[INFORMATION PROVIDED — start]
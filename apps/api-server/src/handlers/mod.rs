//! HTTP handlers and route configuration.

mod accounts;
mod auth;
mod health;
mod pagination;
mod posts;
mod stories;

use actix_web::{HttpResponse, web};
use uuid::Uuid;

use crate::middleware::auth::CurrentUser;
use crate::middleware::error::{AppError, NOT_PERMITTED};

/// Only the owner may modify a resource.
fn ensure_owner(owner_id: Uuid, user: &CurrentUser) -> Result<(), AppError> {
    if owner_id != user.id() {
        tracing::debug!(%owner_id, account_id = %user.id(), "Rejected edit by non-owner");
        return Err(AppError::Forbidden(NOT_PERMITTED.to_string()));
    }
    Ok(())
}

/// Malformed bodies and query strings get the same problem document as
/// every other client error.
fn extractor_config(cfg: &mut web::ServiceConfig) {
    cfg.app_data(
        web::JsonConfig::default()
            .error_handler(|err, _req| AppError::BadRequest(err.to_string()).into()),
    )
    .app_data(
        web::QueryConfig::default()
            .error_handler(|err, _req| AppError::BadRequest(err.to_string()).into()),
    );
}

/// Configure all application routes.
pub fn configure_routes(cfg: &mut web::ServiceConfig) {
    extractor_config(cfg);

    cfg
        // Public routes
        .route("/health", web::get().to(health::health_check))
        .route("/register", web::post().to(auth::register))
        .route("/login", web::post().to(auth::login))
        .route("/logout", web::post().to(auth::logout))
        // Fixed paths are registered before `/{id}` so they are not taken for ids.
        .service(
            web::scope("/posts")
                .route("", web::get().to(posts::list))
                .route("", web::post().to(posts::create))
                .route("/feed", web::get().to(posts::feed))
                .route("/my_posts", web::get().to(posts::my_posts))
                .route("/my_feed", web::get().to(posts::my_feed))
                .route("/my_comments", web::get().to(posts::my_comments))
                .route("/my_likes", web::get().to(posts::my_likes))
                .route("/{id}", web::get().to(posts::retrieve))
                .route("/{id}", web::put().to(posts::replace))
                .route("/{id}", web::patch().to(posts::partial_update))
                .route("/{id}", web::delete().to(posts::destroy))
                .route("/{id}/like", web::post().to(posts::like))
                .route("/{id}/comment", web::post().to(posts::comment))
                .route("/{id}/seen", web::get().to(posts::seen)),
        )
        .service(
            web::scope("/stories")
                .route("", web::get().to(stories::list))
                .route("", web::post().to(stories::create))
                .route("/my_stories", web::get().to(stories::my_stories))
                .route("/user_stories", web::get().to(stories::user_stories))
                .route("/{id}", web::get().to(stories::retrieve))
                .route("/{id}", web::put().to(stories::replace))
                .route("/{id}", web::patch().to(stories::partial_update))
                .route("/{id}", web::delete().to(stories::destroy)),
        )
        .service(
            web::scope("/accounts")
                .route("/me", web::get().to(accounts::me))
                .route("/{id}", web::get().to(accounts::retrieve))
                .route("/{id}/follow", web::post().to(accounts::follow))
                .route("/{id}/unfollow", web::post().to(accounts::unfollow))
                .route("/{id}/followers", web::get().to(accounts::followers))
                .route("/{id}/following", web::get().to(accounts::following)),
        )
        .default_service(web::to(not_found));
}

async fn not_found() -> Result<HttpResponse, AppError> {
    Err(AppError::not_found())
}
//! Comment entity for SeaORM.

use sea_orm::Set;
use sea_orm::entity::prelude::*;

#[derive(Clone, Debug, PartialEq, Eq, DeriveEntityModel)]
#[sea_orm(table_name = "comments")]
pub struct Model {
    #[sea_orm(primary_key, auto_increment = false)]
    pub id: Uuid,
    pub user_id: Uuid,
    pub post_id: Uuid,
    #[sea_orm(column_type = "String(StringLen::N(255))")]
    pub text: String,
    pub created_at: DateTimeWithTimeZone,
}

#[derive(Copy, Clone, Debug, EnumIter, DeriveRelation)]
pub enum Relation {
    #[sea_orm(
        belongs_to = "super::account::Entity",
        from = "Column::UserId",
        to = "super::account::Column::Id",
        on_update = "Cascade",
        on_delete = "Cascade"
    )]
    Account,
    #[sea_orm(
        belongs_to = "super::post::Entity",
        from = "Column::PostId",
        to = "super::post::Column::Id",
        on_update = "Cascade",
        on_delete = "Cascade"
    )]
    Post,
}

impl Related<super::post::Entity> for Entity {
    fn to() -> RelationDef {
        Relation::Post.def()
    }
}

impl ActiveModelBehavior for ActiveModel {}

impl From<Model> for pixgram_core::domain::Comment {
    fn from(model: Model) -> Self {
        Self {
            id: model.id,
            user_id: model.user_id,
            post_id: model.post_id,
            text: model.text,
            created_at: model.created_at.into(),
        }
    }
}

impl From<pixgram_core::domain::Comment> for ActiveModel {
    fn from(comment: pixgram_core::domain::Comment) -> Self {
        Self {
            id: Set(comment.id),
            user_id: Set(comment.user_id),
            post_id: Set(comment.post_id),
            text: Set(comment.text),
            created_at: Set(comment.created_at.into()),
        }
    }
}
[INFORMATION PROVIDED — finish]
ACTIVITY - Output the data above in full and exactly.

RESULT -
filename apps/api-server/src/handlers/mod.rs
//! HTTP handlers and route configuration.

mod accounts;
mod auth;
mod health;
mod pagination;
mod posts;
mod stories;

use actix_web::{HttpResponse, web};
use uuid::Uuid;

use crate::middleware::auth::CurrentUser;
use crate::middleware::error::{AppError, NOT_PERMITTED};

/// Only the owner may modify a resource.
fn ensure_owner(owner_id: Uuid, user: &CurrentUser) -> Result<(), AppError> {
    if owner_id != user.id() {
        tracing::debug!(%owner_id, account_id = %user.id(), "Rejected edit by non-owner");
        return Err(AppError::Forbidden(NOT_PERMITTED.to_string()));
    }
    Ok(())
}

/// Malformed bodies and query strings get the same problem document as
/// every other client error.
fn extractor_config(cfg: &mut web::ServiceConfig) {
    cfg.app_data(
        web::JsonConfig::default()
            .error_handler(|err, _req| AppError::BadRequest(err.to_string()).into()),
    )
    .app_data(
        web::QueryConfig::default()
            .error_handler(|err, _req| AppError::BadRequest(err.to_string()).into()),
    );
}

/// Configure all application routes.
pub fn configure_routes(cfg: &mut web::ServiceConfig) {
    extractor_config(cfg);

    cfg
        // Public routes
        .route("/health", web::get().to(health::health_check))
        .route("/register", web::post().to(auth::register))
        .route("/login", web::post().to(auth::login))
        .route("/logout", web::post().to(auth::logout))
        // Fixed paths are registered before `/{id}` so they are not taken for ids.
        .service(
            web::scope("/posts")
                .route("", web::get().to(posts::list))
                .route("", web::post().to(posts::create))
                .route("/feed", web::get().to(posts::feed))
                .route("/my_posts", web::get().to(posts::my_posts))
                .route("/my_feed", web::get().to(posts::my_feed))
                .route("/my_comments", web::get().to(posts::my_comments))
                .route("/my_likes", web::get().to(posts::my_likes))
                .route("/{id}", web::get().to(posts::retrieve))
                .route("/{id}", web::put().to(posts::replace))
                .route("/{id}", web::patch().to(posts::partial_update))
                .route("/{id}", web::delete().to(posts::destroy))
                .route("/{id}/like", web::post().to(posts::like))
                .route("/{id}/comment", web::post().to(posts::comment))
                .route("/{id}/seen", web::get().to(posts::seen)),
        )
        .service(
            web::scope("/stories")
                .route("", web::get().to(stories::list))
                .route("", web::post().to(stories::create))
                .route("/my_stories", web::get().to(stories::my_stories))
                .route("/user_stories", web::get().to(stories::user_stories))
                .route("/{id}", web::get().to(stories::retrieve))
                .route("/{id}", web::put().to(stories::replace))
                .route("/{id}", web::patch().to(stories::partial_update))
                .route("/{id}", web::delete().to(stories::destroy)),
        )
        .service(
            web::scope("/accounts")
                .route("/me", web::get().to(accounts::me))
                .route("/{id}", web::get().to(accounts::retrieve))
                .route("/{id}/follow", web::post().to(accounts::follow))
                .route("/{id}/unfollow", web::post().to(accounts::unfollow))
                .route("/{id}/followers", web::get().to(accounts::followers))
                .route("/{id}/following", web::get().to(accounts::following)),
        )
        .default_service(web::to(not_found));
}

async fn not_found() -> Result<HttpResponse, AppError> {
    Err(AppError::not_found())
}
//! Comment entity for SeaORM.

use sea_orm::Set;
use sea_orm::entity::prelude::*;

#[derive(Clone, Debug, PartialEq, Eq, DeriveEntityModel)]
#[sea_orm(table_name = "comments")]
pub struct Model {
    #[sea_orm(primary_key, auto_increment = false)]
    pub id: Uuid,
    pub user_id: Uuid,
    pub post_id: Uuid,
    #[sea_orm(column_type = "String(StringLen::N(255))")]
    pub text: String,
    pub created_at: DateTimeWithTimeZone,
}

#[derive(Copy, Clone, Debug, EnumIter, DeriveRelation)]
pub enum Relation {
    #[sea_orm(
        belongs_to = "super::account::Entity",
        from = "Column::UserId",
        to = "super::account::Column::Id",
        on_update = "Cascade",
        on_delete = "Cascade"
    )]
    Account,
    #[sea_orm(
        belongs_to = "super::post::Entity",
        from = "Column::PostId",
        to = "super::post::Column::Id",
        on_update = "Cascade",
        on_delete = "Cascade"
    )]
    Post,
}

impl Related<super::post::Entity> for Entity {
    fn to() -> RelationDef {
        Relation::Post.def()
    }
}

impl ActiveModelBehavior for ActiveModel {}

impl From<Model> for pixgram_core::domain::Comment {
    fn from(model: Model) -> Self {
        Self {
            id: model.id,
            user_id: model.user_id,
            post_id: model.post_id,
            text: model.text,
            created_at: model.created_at.into(),
        }
    }
}

impl From<pixgram_core::domain::Comment> for ActiveModel {
    fn from(comment: pixgram_core::domain::Comment) -> Self {
        Self {
            id: Set(comment.id),
            user_id: Set(comment.user_id),
            post_id: Set(comment.post_id),
            text: Set(comment.text),
            created_at: Set(comment.created_at.into()),
        }
    }
}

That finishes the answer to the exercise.